§ **Exercise**: List all lines of the data that include the string "filename".
########################################
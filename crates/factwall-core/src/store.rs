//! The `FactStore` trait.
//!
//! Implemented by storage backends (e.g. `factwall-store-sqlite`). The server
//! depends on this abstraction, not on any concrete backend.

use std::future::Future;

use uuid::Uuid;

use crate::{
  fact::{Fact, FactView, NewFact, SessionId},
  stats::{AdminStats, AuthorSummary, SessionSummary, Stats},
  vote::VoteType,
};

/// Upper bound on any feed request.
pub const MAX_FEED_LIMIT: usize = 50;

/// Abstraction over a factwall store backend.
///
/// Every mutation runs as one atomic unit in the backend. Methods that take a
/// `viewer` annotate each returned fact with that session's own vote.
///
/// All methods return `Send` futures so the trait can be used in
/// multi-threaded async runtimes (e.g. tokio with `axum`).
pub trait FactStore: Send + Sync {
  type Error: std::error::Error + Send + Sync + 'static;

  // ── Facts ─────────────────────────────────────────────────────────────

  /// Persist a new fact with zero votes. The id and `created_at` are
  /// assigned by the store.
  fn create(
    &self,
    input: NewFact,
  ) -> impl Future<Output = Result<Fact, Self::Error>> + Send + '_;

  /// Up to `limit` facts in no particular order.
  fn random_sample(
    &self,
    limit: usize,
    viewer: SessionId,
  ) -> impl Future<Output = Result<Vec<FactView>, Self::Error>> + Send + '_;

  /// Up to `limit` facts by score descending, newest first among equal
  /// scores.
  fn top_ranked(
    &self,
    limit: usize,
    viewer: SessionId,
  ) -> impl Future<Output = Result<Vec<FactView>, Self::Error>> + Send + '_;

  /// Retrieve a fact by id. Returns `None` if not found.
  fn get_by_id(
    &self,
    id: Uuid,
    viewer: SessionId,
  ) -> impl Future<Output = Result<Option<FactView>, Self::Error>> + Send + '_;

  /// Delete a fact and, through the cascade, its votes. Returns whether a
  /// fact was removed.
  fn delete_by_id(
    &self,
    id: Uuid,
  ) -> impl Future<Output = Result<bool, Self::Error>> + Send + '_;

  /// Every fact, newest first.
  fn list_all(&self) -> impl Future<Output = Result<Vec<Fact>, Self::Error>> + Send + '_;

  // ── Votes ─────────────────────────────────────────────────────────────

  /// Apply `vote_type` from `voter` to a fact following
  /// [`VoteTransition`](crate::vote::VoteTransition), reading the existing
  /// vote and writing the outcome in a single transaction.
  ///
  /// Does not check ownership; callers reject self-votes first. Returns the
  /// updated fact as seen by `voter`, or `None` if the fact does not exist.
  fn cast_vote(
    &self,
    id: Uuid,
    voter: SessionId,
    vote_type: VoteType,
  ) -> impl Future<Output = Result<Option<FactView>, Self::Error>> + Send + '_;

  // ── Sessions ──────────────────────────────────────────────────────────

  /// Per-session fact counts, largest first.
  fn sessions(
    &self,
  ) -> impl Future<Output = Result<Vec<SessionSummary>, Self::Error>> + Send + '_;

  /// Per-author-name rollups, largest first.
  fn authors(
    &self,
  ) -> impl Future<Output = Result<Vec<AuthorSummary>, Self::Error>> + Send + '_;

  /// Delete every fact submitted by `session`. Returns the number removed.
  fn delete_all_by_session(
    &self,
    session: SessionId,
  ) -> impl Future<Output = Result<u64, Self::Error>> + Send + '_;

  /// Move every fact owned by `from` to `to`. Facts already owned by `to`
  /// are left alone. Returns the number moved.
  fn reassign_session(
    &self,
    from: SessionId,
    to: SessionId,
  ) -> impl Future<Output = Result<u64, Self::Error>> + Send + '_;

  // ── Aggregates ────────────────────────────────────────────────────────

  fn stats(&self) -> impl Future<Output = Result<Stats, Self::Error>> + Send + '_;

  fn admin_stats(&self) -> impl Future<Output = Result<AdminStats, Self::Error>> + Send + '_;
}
########################################
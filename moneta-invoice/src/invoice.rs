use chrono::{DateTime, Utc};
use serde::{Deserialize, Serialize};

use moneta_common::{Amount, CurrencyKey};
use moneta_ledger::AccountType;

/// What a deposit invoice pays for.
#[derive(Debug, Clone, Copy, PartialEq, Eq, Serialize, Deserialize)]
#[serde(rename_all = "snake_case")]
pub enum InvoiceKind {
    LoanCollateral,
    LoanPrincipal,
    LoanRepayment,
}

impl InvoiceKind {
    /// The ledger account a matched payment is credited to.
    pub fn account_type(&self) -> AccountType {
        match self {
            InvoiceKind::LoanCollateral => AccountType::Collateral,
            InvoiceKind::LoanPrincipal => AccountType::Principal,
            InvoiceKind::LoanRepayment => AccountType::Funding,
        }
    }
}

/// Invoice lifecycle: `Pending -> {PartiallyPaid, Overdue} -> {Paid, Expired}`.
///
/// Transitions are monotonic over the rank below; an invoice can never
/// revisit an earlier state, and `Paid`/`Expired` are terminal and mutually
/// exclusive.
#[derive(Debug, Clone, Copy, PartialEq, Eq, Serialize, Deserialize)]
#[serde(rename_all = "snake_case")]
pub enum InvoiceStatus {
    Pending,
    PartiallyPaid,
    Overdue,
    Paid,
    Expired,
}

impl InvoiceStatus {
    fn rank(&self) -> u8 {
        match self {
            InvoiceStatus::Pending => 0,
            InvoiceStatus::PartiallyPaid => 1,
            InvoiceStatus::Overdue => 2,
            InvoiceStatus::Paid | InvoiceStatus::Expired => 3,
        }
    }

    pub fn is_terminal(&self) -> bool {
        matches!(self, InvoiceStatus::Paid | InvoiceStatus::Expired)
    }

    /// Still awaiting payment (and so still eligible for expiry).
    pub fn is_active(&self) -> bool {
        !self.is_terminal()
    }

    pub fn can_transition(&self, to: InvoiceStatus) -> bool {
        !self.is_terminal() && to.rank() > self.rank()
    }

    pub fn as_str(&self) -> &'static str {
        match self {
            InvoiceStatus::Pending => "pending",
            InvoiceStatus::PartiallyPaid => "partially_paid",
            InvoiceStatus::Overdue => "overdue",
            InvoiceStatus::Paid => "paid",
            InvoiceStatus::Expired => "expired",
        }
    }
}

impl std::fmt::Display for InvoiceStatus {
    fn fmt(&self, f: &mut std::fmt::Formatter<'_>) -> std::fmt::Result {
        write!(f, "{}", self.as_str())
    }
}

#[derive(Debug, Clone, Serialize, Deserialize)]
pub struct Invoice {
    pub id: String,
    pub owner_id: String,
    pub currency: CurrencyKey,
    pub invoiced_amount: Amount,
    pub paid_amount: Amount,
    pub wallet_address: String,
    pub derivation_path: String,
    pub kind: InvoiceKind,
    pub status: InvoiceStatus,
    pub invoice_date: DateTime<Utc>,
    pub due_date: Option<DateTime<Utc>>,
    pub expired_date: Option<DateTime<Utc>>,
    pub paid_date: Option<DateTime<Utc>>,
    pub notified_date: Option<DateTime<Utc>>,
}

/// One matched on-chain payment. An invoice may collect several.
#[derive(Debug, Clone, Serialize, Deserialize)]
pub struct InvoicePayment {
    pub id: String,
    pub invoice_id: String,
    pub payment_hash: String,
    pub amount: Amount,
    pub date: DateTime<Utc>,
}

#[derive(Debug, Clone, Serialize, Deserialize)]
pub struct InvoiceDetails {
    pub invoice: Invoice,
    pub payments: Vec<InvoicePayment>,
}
########################################
§ **Result of this task**:
filename crates/factwall-core/src/store.rs
filename moneta-invoice/src/invoice.rs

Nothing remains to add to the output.